Haunted Tourist Attractions

Haunted London Tourist Attractions

The final  part of our mini series looks at Haunted Tourist Attractions in and around London. Popular with visitors and locals alike these famous sites are visited as a spectacle in their own right but here we are taking a look at the spectres that reside within!

 

Theatre Royal Drury Lane 

https://thelane.co.uk/

Originally built in 1663 there has been a Theatre on the current Drury Lane site for over 350 years.

Many actors have walked it’s boards and according to myth and legend many still do.

The Man in Grey

The most notorious of The Drury Lane Ghosts.

Appearing  during daylight hours, traversing  the upper circle, and disappearing  into the wall.

Dressed all in grey, with a powdered wig and Tricorn hat, this ghostly apparision has been witnessed by whole casts of actors.

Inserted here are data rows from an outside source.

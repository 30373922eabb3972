// src/exec/mod.rs

//! Task execution layer.
//!
//! Runs the asset transforms for scheduled tasks and reports back to the
//! orchestration runtime via `RuntimeEvent`s.
//!
//! - [`executor_loop`] owns the main executor loop that manages in-flight
//!   task work.
//! - [`task_runner`] executes one task: collect sources, skip fresh
//!   outputs, transform, write, notify reload.
//! - [`backend`] provides the `ExecutorBackend` trait and the concrete
//!   `RealExecutorBackend` the runtime uses in production; tests can
//!   substitute a fake implementation.

pub mod backend;
pub mod executor_loop;
pub mod task_runner;

pub use backend::{ExecutorBackend, RealExecutorBackend};
pub use executor_loop::spawn_executor;
pub use task_runner::{PipelineContext, TaskReport, execute_spec};
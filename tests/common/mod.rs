// tests/common/mod.rs

use std::sync::Arc;

use assetpipe::exec::PipelineContext;
use assetpipe::fs::RealFileSystem;
use assetpipe::pipeline::TaskRegistry;
use assetpipe_test_utils::fixtures::SiteFixture;

pub use assetpipe_test_utils::init_tracing;

/// Registry + execution context for a fixture, no live reload attached.
pub fn registry_and_ctx(site: &SiteFixture) -> (TaskRegistry, PipelineContext) {
    let cfg = site.config();
    let registry = TaskRegistry::from_config(&cfg).expect("building registry");
    let ctx = PipelineContext {
        fs: Arc::new(RealFileSystem),
        public_root: site.public_root(),
        reload: None,
    };
    (registry, ctx)
}
// src/engine/runtime.rs

use std::fmt;

use tokio::sync::mpsc;
use tracing::{debug, info};

use crate::errors::Result;
use crate::exec::ExecutorBackend;
use crate::pipeline::ScheduledTask;

use super::core::CoreRuntime;
use super::{CoreCommand, RuntimeEvent};

/// Drives the scheduler in response to [`RuntimeEvent`]s and delegates
/// task execution to an [`ExecutorBackend`].
///
/// A pure IO shell around [`CoreRuntime`], which holds all the runtime
/// semantics. This struct only reads events from the channel and executes
/// the commands the core returns.
pub struct Runtime<E: ExecutorBackend> {
    core: CoreRuntime,
    event_rx: mpsc::Receiver<RuntimeEvent>,
    executor: E,
}

impl<E: ExecutorBackend> fmt::Debug for Runtime<E> {
    fn fmt(&self, f: &mut fmt::Formatter<'_>) -> fmt::Result {
        f.debug_struct("Runtime")
            .field("core", &self.core)
            .finish_non_exhaustive()
    }
}

impl<E: ExecutorBackend> Runtime<E> {
    pub fn new(core: CoreRuntime, event_rx: mpsc::Receiver<RuntimeEvent>, executor: E) -> Self {
        Self {
            core,
            event_rx,
            executor,
        }
    }

    /// Main event loop: consume events, feed them to the core, execute the
    /// resulting commands.
    pub async fn run(mut self) -> Result<()> {
        info!("pipeline runtime started");

        loop {
            let event = match self.event_rx.recv().await {
                Some(e) => e,
                None => {
                    info!("runtime event channel closed; exiting");
                    break;
                }
            };

            debug!(?event, "runtime received event");

            let step = self.core.step(event);

            for command in step.commands {
                self.execute_command(command).await?;
            }

            if !step.keep_running {
                info!("core requested exit; stopping runtime");
                break;
            }
        }

        info!("runtime exiting");
        Ok(())
    }

    async fn execute_command(&mut self, command: CoreCommand) -> Result<()> {
        match command {
            CoreCommand::DispatchTasks(tasks) => {
                self.spawn_ready(tasks).await?;
            }
            CoreCommand::RequestExit => {
                // The core also returns keep_running=false in this case, so
                // there is nothing left to do here.
                info!("core issued RequestExit command");
            }
        }
        Ok(())
    }

    async fn spawn_ready(&mut self, tasks: Vec<ScheduledTask>) -> Result<()> {
        if tasks.is_empty() {
            return Ok(());
        }

        let names: Vec<_> = tasks.iter().map(|t| t.name.as_str()).collect();
        debug!(?names, "spawning ready tasks");

        self.executor.spawn_ready_tasks(tasks).await
    }
}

Although his identity remains shrouded in mystery and intrigue during a renovation in the 1870’s a secret, concealed room was discovered and broken in to at the very point where the ghost is said to dissapear.

Draped in grey rags lay the  previously undiscovered skeletal remains of a man stabbed to death.

Joseph Grimaldi

British Pantomime has long been associated with Drury Lane Theatre and Grimaldi as the founding father of modern day clowning.

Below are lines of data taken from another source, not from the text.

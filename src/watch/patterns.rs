// src/watch/patterns.rs

use std::path::{Path, PathBuf};

use anyhow::{Context, Result};
use globset::{Glob, GlobSet, GlobSetBuilder};

use crate::fs::FileSystem;

/// Compile a single glob pattern into a `GlobSet`.
///
/// Patterns are evaluated against `/`-separated paths relative to a base
/// directory (the source or public root).
pub fn compile_glob(pattern: &str) -> Result<GlobSet> {
    let mut builder = GlobSetBuilder::new();
    let glob =
        Glob::new(pattern).with_context(|| format!("invalid glob pattern: {pattern}"))?;
    builder.add(glob);
    Ok(builder.build()?)
}

/// The literal directory prefix of a glob pattern: every leading `/`
/// component that contains no glob metacharacter.
///
/// `"scripts/vendor/*.js"` -> `"scripts/vendor"`, `"fonts/**/*"` ->
/// `"fonts"`. Destination paths mirror the part of a matched path *after*
/// this prefix, so `fonts/deep/a.woff` lands at `<dest>/deep/a.woff`.
pub fn glob_prefix(pattern: &str) -> PathBuf {
    let mut prefix = PathBuf::new();
    for comp in pattern.split('/') {
        if comp.contains(['*', '?', '[', '{']) {
            break;
        }
        prefix.push(comp);
    }
    prefix
}

/// Relative `/`-separated form of `path` under `base`, if any.
pub fn relative_str(base: &Path, path: &Path) -> Option<String> {
    let rel = path.strip_prefix(base).ok()?;
    Some(rel.to_string_lossy().replace('\\', "/"))
}

/// Collect all files under `base` matching `glob`, sorted by path.
///
/// The sort makes concatenating tasks deterministic: output order is the
/// path order of the matched inputs.
pub fn collect_matching_files(
    fs: &dyn FileSystem,
    base: &Path,
    glob: &GlobSet,
) -> Result<Vec<PathBuf>> {
    let mut files = Vec::new();
    let mut stack = vec![base.to_path_buf()];

    while let Some(dir) = stack.pop() {
        if !fs.is_dir(&dir) {
            continue;
        }
        for path in fs.read_dir(&dir)? {
            if fs.is_dir(&path) {
                stack.push(path);
            } else if fs.is_file(&path) {
                if let Some(rel) = relative_str(base, &path) {
                    if glob.is_match(&rel) {
                        files.push(path);
                    }
                }
            }
        }
    }

    files.sort();
    Ok(files)
}

#[cfg(test)]
mod tests {
    use super::*;
    use crate::fs::mock::{MockFileSystem, mtime_at};

    #[test]
    fn glob_prefix_stops_at_first_metachar() {
        assert_eq!(glob_prefix("fonts/**/*"), PathBuf::from("fonts"));
        assert_eq!(
            glob_prefix("scripts/vendor/*.js"),
            PathBuf::from("scripts/vendor")
        );
        assert_eq!(glob_prefix("*.html"), PathBuf::new());
    }

    #[test]
    fn collect_is_sorted_and_filtered() {
        let fs = MockFileSystem::new();
        fs.add_file("src/scripts/b.js", b"", mtime_at(1));
        fs.add_file("src/scripts/a.js", b"", mtime_at(1));
        fs.add_file("src/scripts/vendor/lib.js", b"", mtime_at(1));
        fs.add_file("src/styles/site.css", b"", mtime_at(1));

        let glob = compile_glob("scripts/*.js").unwrap();
        let files = collect_matching_files(&fs, Path::new("src"), &glob).unwrap();
        assert_eq!(
            files,
            vec![
                PathBuf::from("src/scripts/a.js"),
                PathBuf::from("src/scripts/b.js"),
            ]
        );
    }

    #[test]
    fn nested_glob_matches_subdirectories() {
        let fs = MockFileSystem::new();
        fs.add_file("src/fonts/sans/regular.woff2", b"", mtime_at(1));
        fs.add_file("src/fonts/mono.woff2", b"", mtime_at(1));

        let glob = compile_glob("fonts/**/*").unwrap();
        let files = collect_matching_files(&fs, Path::new("src"), &glob).unwrap();
        assert_eq!(files.len(), 2);
    }
}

A comedy kick signifies to actors or staff alike that his ghostly presence is on the prowl.

As per his wish Grimaldi was burried with his head severed from his body giving rise to sightings of a clown-white face floating in the Theatre wings.

The Pantomime Dame

A performer in  the late 1800’s Dan Leno fequented the role of  Pantomime Dame. Known as  a troubled individual he fell deeply into alcoholism and died relatively young at the age of 43.

Leno’s  favourite place to walk the boards was Drury Lane. His presence often felt by the unexplained and misplaced smell of strong lavender drifting through the air, a scent most associated with the actor in life.

Though unseen he is mostly credited for the mischievous act of pushing fellow actors from the stage.

Charles Macklin

A distinguished and much loved actor.

Involved in a heated backstage argument over a wig Macklin strikes his fellow actor with a stick inadvertantly impaling his eye and piercing his brain.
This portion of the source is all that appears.